Data in this exercise.

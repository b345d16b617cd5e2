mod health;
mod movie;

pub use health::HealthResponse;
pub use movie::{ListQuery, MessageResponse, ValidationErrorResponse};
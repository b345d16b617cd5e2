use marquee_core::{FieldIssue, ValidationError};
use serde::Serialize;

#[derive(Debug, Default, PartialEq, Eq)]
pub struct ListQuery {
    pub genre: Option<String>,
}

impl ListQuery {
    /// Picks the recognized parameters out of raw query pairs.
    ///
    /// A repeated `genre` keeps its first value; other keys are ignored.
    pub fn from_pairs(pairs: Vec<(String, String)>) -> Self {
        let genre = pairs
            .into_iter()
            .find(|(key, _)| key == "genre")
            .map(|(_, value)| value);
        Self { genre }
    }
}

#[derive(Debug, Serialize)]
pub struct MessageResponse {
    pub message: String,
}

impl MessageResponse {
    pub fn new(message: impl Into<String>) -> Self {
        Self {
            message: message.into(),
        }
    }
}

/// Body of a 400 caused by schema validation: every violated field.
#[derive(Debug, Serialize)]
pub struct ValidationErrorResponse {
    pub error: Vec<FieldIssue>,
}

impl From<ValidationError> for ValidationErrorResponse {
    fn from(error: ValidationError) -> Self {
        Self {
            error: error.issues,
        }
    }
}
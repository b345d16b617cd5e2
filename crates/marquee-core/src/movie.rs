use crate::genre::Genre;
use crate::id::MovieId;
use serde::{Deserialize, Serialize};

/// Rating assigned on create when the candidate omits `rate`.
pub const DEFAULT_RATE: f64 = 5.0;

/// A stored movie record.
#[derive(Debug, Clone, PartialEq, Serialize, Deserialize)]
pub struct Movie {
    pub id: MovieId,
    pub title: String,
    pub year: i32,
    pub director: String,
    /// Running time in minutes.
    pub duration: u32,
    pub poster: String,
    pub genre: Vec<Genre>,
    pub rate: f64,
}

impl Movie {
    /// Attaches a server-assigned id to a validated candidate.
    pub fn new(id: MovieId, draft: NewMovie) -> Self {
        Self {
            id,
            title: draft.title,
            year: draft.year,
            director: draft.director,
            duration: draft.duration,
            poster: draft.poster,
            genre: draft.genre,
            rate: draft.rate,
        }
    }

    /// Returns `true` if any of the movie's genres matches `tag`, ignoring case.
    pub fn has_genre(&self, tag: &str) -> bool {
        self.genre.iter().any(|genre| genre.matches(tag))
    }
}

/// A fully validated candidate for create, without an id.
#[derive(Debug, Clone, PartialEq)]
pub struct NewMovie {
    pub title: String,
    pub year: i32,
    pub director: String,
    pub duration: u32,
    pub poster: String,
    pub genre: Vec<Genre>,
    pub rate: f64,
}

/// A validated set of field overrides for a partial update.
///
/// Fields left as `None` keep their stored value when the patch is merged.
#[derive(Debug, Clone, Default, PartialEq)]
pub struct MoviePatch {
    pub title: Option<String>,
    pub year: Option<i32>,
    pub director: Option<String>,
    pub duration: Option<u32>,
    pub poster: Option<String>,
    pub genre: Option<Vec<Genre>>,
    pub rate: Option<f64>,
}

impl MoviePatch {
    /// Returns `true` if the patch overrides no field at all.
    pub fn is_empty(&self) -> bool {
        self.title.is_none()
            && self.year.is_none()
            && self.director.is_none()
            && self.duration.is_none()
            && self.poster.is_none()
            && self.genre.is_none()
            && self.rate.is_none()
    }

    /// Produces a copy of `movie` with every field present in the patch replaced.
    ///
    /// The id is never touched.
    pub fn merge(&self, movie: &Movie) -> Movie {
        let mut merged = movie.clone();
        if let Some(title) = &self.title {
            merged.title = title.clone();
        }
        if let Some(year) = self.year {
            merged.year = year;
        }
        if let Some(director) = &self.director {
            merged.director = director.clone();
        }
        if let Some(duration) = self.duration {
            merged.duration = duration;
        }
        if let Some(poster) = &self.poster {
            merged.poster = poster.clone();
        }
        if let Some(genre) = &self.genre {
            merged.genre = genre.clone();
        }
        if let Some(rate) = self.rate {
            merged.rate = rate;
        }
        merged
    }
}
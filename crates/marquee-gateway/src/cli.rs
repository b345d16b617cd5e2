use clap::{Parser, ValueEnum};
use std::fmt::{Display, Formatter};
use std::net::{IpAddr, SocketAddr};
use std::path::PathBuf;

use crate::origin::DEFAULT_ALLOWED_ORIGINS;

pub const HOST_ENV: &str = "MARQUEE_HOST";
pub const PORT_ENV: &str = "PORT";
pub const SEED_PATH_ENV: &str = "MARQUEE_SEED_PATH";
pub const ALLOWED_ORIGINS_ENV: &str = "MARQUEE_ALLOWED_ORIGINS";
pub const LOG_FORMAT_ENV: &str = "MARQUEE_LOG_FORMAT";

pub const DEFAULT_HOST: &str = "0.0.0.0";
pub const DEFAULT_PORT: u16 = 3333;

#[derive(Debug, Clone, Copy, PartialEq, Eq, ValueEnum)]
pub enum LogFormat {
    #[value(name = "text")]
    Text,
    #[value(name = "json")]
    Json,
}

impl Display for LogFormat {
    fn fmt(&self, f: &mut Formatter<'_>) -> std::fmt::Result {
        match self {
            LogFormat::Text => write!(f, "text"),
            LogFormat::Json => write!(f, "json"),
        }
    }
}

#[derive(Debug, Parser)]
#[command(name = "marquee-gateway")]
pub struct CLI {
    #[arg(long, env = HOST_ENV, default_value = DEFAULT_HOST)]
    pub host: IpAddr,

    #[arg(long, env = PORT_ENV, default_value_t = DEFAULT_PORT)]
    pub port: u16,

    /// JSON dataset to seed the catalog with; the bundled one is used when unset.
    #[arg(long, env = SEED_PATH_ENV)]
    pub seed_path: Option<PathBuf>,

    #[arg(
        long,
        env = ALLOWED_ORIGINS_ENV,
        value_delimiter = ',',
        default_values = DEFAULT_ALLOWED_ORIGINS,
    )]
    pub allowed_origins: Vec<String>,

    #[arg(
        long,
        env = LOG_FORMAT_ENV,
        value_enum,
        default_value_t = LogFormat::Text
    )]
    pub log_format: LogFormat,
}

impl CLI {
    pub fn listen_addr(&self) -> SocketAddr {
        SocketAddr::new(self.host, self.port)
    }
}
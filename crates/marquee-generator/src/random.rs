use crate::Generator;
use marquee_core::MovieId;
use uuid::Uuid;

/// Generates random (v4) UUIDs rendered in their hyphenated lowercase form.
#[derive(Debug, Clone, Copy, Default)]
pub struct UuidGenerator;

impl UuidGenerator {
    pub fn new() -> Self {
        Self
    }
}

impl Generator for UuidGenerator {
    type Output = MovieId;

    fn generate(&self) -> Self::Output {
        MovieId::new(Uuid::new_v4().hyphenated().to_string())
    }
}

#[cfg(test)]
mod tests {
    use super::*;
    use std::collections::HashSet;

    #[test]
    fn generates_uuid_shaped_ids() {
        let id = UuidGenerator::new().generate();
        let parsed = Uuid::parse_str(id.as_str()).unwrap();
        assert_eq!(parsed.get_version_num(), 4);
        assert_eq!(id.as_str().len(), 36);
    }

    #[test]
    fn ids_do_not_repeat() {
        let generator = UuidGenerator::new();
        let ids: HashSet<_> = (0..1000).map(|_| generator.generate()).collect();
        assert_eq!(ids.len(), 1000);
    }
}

What is needed.
The reply is to be an exact repeat of the records above.

Answer section.
repository b345d16b617cd5e2
mod health;
mod movie;

pub use health::HealthResponse;
pub use movie::{ListQuery, MessageResponse, ValidationErrorResponse};
repository b345d16b617cd5e2
use marquee_core::{FieldIssue, ValidationError};
use serde::Serialize;

#[derive(Debug, Default, PartialEq, Eq)]
pub struct ListQuery {
    pub genre: Option<String>,
}

impl ListQuery {
    /// Picks the recognized parameters out of raw query pairs.
    ///
    /// A repeated `genre` keeps its first value; other keys are ignored.
    pub fn from_pairs(pairs: Vec<(String, String)>) -> Self {
        let genre = pairs
            .into_iter()
            .find(|(key, _)| key == "genre")
            .map(|(_, value)| value);
        Self { genre }
    }
}

#[derive(Debug, Serialize)]
pub struct MessageResponse {
    pub message: String,
}

impl MessageResponse {
    pub fn new(message: impl Into<String>) -> Self {
        Self {
            message: message.into(),
        }
    }
}

/// Body of a 400 caused by schema validation: every violated field.
#[derive(Debug, Serialize)]
pub struct ValidationErrorResponse {
    pub error: Vec<FieldIssue>,
}

impl From<ValidationError> for ValidationErrorResponse {
    fn from(error: ValidationError) -> Self {
        Self {
            error: error.issues,
        }
    }
}
repository b345d16b617cd5e2
filename crates/marquee-core/src/movie.rs
use crate::genre::Genre;
use crate::id::MovieId;
use serde::{Deserialize, Serialize};

/// Rating assigned on create when the candidate omits `rate`.
pub const DEFAULT_RATE: f64 = 5.0;

/// A stored movie record.
#[derive(Debug, Clone, PartialEq, Serialize, Deserialize)]
pub struct Movie {
    pub id: MovieId,
    pub title: String,
    pub year: i32,
    pub director: String,
    /// Running time in minutes.
    pub duration: u32,
    pub poster: String,
    pub genre: Vec<Genre>,
    pub rate: f64,
}

impl Movie {
    /// Attaches a server-assigned id to a validated candidate.
    pub fn new(id: MovieId, draft: NewMovie) -> Self {
        Self {
            id,
            title: draft.title,
            year: draft.year,
            director: draft.director,
            duration: draft.duration,
            poster: draft.poster,
            genre: draft.genre,
            rate: draft.rate,
        }
    }

    /// Returns `true` if any of the movie's genres matches `tag`, ignoring case.
    pub fn has_genre(&self, tag: &str) -> bool {
        self.genre.iter().any(|genre| genre.matches(tag))
    }
}

/// A fully validated candidate for create, without an id.
#[derive(Debug, Clone, PartialEq)]
pub struct NewMovie {
    pub title: String,
    pub year: i32,
    pub director: String,
    pub duration: u32,
    pub poster: String,
    pub genre: Vec<Genre>,
    pub rate: f64,
}

/// A validated set of field overrides for a partial update.
///
/// Fields left as `None` keep their stored value when the patch is merged.
#[derive(Debug, Clone, Default, PartialEq)]
pub struct MoviePatch {
    pub title: Option<String>,
    pub year: Option<i32>,
    pub director: Option<String>,
    pub duration: Option<u32>,
    pub poster: Option<String>,
    pub genre: Option<Vec<Genre>>,
    pub rate: Option<f64>,
}

impl MoviePatch {
    /// Returns `true` if the patch overrides no field at all.
    pub fn is_empty(&self) -> bool {
        self.title.is_none()
            && self.year.is_none()
            && self.director.is_none()
            && self.duration.is_none()
            && self.poster.is_none()
            && self.genre.is_none()
            && self.rate.is_none()
    }

    /// Produces a copy of `movie` with every field present in the patch replaced.
    ///
    /// The id is never touched.
    pub fn merge(&self, movie: &Movie) -> Movie {
        let mut merged = movie.clone();
        if let Some(title) = &self.title {
            merged.title = title.clone();
        }
        if let Some(year) = self.year {
            merged.year = year;
        }
        if let Some(director) = &self.director {
            merged.director = director.clone();
        }
        if let Some(duration) = self.duration {
            merged.duration = duration;
        }
        if let Some(poster) = &self.poster {
            merged.poster = poster.clone();
        }
        if let Some(genre) = &self.genre {
            merged.genre = genre.clone();
        }
        if let Some(rate) = self.rate {
            merged.rate = rate;
        }
        merged
    }
}
filename crates/marquee-gateway/src/cli.rs
repository b345d16b617cd5e2
use clap::{Parser, ValueEnum};
use std::fmt::{Display, Formatter};
use std::net::{IpAddr, SocketAddr};
use std::path::PathBuf;

use crate::origin::DEFAULT_ALLOWED_ORIGINS;

pub const HOST_ENV: &str = "MARQUEE_HOST";
pub const PORT_ENV: &str = "PORT";
pub const SEED_PATH_ENV: &str = "MARQUEE_SEED_PATH";
pub const ALLOWED_ORIGINS_ENV: &str = "MARQUEE_ALLOWED_ORIGINS";
pub const LOG_FORMAT_ENV: &str = "MARQUEE_LOG_FORMAT";

pub const DEFAULT_HOST: &str = "0.0.0.0";
pub const DEFAULT_PORT: u16 = 3333;

#[derive(Debug, Clone, Copy, PartialEq, Eq, ValueEnum)]
pub enum LogFormat {
    #[value(name = "text")]
    Text,
    #[value(name = "json")]
    Json,
}

impl Display for LogFormat {
    fn fmt(&self, f: &mut Formatter<'_>) -> std::fmt::Result {
        match self {
            LogFormat::Text => write!(f, "text"),
            LogFormat::Json => write!(f, "json"),
        }
    }
}

#[derive(Debug, Parser)]
#[command(name = "marquee-gateway")]
pub struct CLI {
    #[arg(long, env = HOST_ENV, default_value = DEFAULT_HOST)]
    pub host: IpAddr,

    #[arg(long, env = PORT_ENV, default_value_t = DEFAULT_PORT)]
    pub port: u16,

    /// JSON dataset to seed the catalog with; the bundled one is used when unset.
    #[arg(long, env = SEED_PATH_ENV)]
    pub seed_path: Option<PathBuf>,

    #[arg(
        long,
        env = ALLOWED_ORIGINS_ENV,
        value_delimiter = ',',
        default_values = DEFAULT_ALLOWED_ORIGINS,
    )]
    pub allowed_origins: Vec<String>,

    #[arg(
        long,
        env = LOG_FORMAT_ENV,
        value_enum,
        default_value_t = LogFormat::Text
    )]
    pub log_format: LogFormat,
}

impl CLI {
    pub fn listen_addr(&self) -> SocketAddr {
        SocketAddr::new(self.host, self.port)
    }
}
filename crates/marquee-generator/src/random.rs
use crate::Generator;
use marquee_core::MovieId;
use uuid::Uuid;

/// Generates random (v4) UUIDs rendered in their hyphenated lowercase form.
#[derive(Debug, Clone, Copy, Default)]
pub struct UuidGenerator;

impl UuidGenerator {
    pub fn new() -> Self {
        Self
    }
}

impl Generator for UuidGenerator {
    type Output = MovieId;

    fn generate(&self) -> Self::Output {
        MovieId::new(Uuid::new_v4().hyphenated().to_string())
    }
}

#[cfg(test)]
mod tests {
    use super::*;
    use std::collections::HashSet;

    #[test]
    fn generates_uuid_shaped_ids() {
        let id = UuidGenerator::new().generate();
        let parsed = Uuid::parse_str(id.as_str()).unwrap();
        assert_eq!(parsed.get_version_num(), 4);
        assert_eq!(id.as_str().len(), 36);
    }

    #[test]
    fn ids_do_not_repeat() {
        let generator = UuidGenerator::new();
        let ids: HashSet<_> = (0..1000).map(|_| generator.generate()).collect();
        assert_eq!(ids.len(), 1000);
    }
}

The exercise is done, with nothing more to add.